* ASSIGNED TASK:
Scan the data below and pick out the lines containing the word "PropertyKey".

* THE RECORDS:
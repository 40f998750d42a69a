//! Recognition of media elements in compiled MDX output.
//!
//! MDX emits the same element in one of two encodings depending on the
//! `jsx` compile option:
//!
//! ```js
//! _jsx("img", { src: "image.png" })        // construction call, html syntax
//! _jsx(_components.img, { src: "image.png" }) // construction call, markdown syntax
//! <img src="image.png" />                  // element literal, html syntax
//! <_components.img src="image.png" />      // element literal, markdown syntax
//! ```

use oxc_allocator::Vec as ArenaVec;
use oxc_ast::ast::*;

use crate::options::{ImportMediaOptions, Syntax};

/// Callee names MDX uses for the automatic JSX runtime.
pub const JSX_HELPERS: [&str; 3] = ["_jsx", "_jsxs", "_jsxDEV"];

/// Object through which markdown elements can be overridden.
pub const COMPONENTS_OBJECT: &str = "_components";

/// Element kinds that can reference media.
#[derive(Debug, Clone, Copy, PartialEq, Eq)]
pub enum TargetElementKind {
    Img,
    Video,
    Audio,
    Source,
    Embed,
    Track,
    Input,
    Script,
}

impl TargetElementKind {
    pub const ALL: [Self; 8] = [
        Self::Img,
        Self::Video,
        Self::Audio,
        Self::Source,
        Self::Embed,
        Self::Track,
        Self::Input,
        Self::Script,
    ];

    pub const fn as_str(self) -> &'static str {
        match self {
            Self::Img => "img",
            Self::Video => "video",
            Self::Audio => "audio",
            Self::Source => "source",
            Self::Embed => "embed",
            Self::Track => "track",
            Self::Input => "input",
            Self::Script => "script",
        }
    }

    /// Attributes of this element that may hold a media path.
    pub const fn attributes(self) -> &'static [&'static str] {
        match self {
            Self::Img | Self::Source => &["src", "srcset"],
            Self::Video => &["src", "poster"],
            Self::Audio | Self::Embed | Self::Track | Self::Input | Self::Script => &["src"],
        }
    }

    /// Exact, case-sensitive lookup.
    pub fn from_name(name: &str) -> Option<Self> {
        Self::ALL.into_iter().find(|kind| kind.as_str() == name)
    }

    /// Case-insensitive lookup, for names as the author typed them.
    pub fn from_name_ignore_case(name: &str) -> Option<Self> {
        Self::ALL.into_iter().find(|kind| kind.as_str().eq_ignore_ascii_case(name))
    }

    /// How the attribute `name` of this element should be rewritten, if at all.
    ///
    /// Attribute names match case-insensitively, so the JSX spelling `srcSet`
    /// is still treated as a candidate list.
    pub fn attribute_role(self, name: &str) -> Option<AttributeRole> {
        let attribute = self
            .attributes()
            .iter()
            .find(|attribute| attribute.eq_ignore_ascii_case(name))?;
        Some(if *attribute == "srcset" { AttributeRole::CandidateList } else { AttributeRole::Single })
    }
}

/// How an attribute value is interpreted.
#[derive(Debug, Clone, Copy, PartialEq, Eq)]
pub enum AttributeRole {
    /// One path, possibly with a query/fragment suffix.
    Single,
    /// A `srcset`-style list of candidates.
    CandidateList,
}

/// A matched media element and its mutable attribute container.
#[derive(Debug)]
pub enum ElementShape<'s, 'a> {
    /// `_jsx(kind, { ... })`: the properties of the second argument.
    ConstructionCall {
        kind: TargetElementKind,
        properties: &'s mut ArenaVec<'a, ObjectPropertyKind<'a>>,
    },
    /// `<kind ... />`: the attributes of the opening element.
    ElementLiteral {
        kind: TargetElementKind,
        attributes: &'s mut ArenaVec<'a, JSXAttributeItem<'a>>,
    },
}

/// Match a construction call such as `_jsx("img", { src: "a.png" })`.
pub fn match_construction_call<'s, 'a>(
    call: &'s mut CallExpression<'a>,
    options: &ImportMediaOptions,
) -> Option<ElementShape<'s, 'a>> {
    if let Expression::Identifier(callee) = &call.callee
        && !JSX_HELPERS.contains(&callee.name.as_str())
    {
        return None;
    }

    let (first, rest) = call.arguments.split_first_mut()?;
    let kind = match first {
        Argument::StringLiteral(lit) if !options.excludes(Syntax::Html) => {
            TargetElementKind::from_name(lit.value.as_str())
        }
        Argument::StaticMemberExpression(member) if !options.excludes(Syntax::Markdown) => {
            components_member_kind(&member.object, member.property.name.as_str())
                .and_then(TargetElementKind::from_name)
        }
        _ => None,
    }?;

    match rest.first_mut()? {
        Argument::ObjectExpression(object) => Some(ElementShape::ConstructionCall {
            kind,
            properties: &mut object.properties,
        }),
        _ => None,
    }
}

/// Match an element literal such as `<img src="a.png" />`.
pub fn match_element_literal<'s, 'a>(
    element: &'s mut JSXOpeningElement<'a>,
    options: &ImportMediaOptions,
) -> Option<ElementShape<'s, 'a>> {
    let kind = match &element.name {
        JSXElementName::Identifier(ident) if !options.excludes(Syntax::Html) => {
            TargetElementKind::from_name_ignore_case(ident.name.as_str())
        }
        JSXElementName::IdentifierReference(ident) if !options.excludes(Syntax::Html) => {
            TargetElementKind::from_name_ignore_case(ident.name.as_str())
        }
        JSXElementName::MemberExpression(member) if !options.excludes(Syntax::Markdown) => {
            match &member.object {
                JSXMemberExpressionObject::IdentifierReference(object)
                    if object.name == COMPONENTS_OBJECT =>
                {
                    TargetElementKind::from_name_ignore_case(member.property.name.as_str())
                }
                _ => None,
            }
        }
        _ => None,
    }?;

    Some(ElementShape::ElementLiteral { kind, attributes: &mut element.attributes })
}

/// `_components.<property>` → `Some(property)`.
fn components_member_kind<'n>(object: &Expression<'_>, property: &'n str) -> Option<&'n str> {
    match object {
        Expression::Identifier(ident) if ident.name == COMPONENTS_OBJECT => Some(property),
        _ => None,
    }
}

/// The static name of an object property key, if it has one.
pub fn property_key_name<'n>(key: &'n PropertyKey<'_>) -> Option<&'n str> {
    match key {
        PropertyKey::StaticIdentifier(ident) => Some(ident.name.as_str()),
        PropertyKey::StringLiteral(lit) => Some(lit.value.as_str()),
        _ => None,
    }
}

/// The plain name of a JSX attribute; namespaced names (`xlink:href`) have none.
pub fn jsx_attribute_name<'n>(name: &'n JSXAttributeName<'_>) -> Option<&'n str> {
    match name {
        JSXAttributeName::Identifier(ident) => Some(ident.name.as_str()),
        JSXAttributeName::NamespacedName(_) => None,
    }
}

==

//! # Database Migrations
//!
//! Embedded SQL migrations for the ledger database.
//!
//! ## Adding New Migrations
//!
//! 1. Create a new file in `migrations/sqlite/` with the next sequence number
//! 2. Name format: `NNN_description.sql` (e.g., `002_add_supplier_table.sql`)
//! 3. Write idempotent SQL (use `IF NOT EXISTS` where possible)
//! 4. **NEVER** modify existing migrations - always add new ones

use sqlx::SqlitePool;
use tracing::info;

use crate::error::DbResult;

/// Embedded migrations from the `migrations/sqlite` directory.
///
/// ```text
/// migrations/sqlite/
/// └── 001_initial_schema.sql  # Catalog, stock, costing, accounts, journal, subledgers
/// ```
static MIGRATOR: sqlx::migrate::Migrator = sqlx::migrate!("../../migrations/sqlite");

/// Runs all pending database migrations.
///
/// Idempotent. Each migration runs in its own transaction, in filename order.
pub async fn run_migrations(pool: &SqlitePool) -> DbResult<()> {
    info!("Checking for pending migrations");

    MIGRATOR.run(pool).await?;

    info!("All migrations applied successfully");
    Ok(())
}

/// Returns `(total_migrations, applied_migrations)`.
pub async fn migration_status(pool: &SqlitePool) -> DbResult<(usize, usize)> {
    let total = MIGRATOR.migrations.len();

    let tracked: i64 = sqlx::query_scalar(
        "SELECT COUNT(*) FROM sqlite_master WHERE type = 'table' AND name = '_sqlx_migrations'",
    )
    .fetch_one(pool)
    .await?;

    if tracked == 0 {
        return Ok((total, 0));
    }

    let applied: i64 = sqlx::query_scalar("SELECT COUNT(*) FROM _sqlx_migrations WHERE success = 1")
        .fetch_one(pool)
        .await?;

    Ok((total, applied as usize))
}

* * *

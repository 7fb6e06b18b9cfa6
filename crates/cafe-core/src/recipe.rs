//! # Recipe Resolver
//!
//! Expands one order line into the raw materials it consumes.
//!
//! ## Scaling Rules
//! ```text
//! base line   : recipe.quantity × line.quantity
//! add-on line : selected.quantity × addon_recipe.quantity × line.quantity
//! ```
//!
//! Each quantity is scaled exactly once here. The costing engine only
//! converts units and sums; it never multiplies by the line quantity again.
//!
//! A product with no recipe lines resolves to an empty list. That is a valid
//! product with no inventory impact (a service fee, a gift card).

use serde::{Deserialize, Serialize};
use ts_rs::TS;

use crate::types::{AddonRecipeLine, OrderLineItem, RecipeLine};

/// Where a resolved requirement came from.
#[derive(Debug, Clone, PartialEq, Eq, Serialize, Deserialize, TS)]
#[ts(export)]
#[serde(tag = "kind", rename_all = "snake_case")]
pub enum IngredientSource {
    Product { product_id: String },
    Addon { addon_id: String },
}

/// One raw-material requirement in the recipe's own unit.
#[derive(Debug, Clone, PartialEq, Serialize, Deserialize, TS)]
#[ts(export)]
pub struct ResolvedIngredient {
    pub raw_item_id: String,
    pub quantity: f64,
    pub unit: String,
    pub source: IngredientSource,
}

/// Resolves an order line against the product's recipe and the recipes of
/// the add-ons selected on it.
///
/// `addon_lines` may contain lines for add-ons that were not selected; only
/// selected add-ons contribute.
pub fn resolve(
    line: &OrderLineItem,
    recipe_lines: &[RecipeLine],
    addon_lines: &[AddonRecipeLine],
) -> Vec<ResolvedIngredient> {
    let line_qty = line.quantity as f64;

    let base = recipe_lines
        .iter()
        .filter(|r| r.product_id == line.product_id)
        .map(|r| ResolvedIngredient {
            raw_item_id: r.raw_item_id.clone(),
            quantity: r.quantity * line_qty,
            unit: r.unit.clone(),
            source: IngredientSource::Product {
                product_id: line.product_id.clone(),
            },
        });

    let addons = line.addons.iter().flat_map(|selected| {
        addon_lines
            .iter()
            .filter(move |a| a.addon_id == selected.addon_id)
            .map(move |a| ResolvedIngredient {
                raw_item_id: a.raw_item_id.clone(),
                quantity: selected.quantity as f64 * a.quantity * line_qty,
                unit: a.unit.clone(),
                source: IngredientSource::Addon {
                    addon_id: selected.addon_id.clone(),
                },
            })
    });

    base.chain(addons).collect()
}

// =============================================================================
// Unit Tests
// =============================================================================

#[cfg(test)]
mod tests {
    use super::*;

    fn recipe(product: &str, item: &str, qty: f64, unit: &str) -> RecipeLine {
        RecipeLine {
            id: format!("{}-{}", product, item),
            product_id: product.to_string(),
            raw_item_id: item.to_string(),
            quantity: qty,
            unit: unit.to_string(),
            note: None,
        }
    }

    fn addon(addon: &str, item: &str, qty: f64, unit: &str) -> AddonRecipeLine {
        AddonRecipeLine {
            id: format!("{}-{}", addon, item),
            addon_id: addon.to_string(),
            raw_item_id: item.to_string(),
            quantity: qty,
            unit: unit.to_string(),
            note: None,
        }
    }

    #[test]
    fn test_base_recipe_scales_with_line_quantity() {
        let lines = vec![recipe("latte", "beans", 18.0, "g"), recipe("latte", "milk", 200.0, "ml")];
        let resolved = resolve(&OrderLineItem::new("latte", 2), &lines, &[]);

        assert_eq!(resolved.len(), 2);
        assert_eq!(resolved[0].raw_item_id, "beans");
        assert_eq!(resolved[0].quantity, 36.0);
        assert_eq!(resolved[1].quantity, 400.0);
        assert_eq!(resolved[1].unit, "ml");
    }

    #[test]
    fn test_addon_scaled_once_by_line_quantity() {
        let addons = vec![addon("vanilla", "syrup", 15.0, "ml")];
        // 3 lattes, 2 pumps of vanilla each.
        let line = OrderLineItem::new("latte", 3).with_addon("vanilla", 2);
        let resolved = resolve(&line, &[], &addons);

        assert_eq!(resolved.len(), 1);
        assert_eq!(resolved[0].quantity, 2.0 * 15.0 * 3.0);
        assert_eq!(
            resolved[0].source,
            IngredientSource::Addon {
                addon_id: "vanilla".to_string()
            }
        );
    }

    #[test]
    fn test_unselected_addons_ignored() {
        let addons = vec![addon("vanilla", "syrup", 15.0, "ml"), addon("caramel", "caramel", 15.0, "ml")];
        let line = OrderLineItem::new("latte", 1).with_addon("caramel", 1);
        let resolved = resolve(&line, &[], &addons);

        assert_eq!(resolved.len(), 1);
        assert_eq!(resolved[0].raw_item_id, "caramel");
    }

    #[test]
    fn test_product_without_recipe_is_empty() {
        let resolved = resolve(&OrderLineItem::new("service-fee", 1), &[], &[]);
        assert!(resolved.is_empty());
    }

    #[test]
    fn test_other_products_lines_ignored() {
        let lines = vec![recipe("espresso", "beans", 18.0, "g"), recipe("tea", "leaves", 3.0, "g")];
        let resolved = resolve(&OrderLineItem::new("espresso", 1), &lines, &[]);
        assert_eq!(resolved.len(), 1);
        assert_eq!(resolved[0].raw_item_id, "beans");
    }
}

* WRITTEN RESPONSE:
pub fn property_key_name<'n>(key: &'n PropertyKey<'_>) -> Option<&'n str> {
        PropertyKey::StaticIdentifier(ident) => Some(ident.name.as_str()),
        PropertyKey::StringLiteral(lit) => Some(lit.value.as_str()),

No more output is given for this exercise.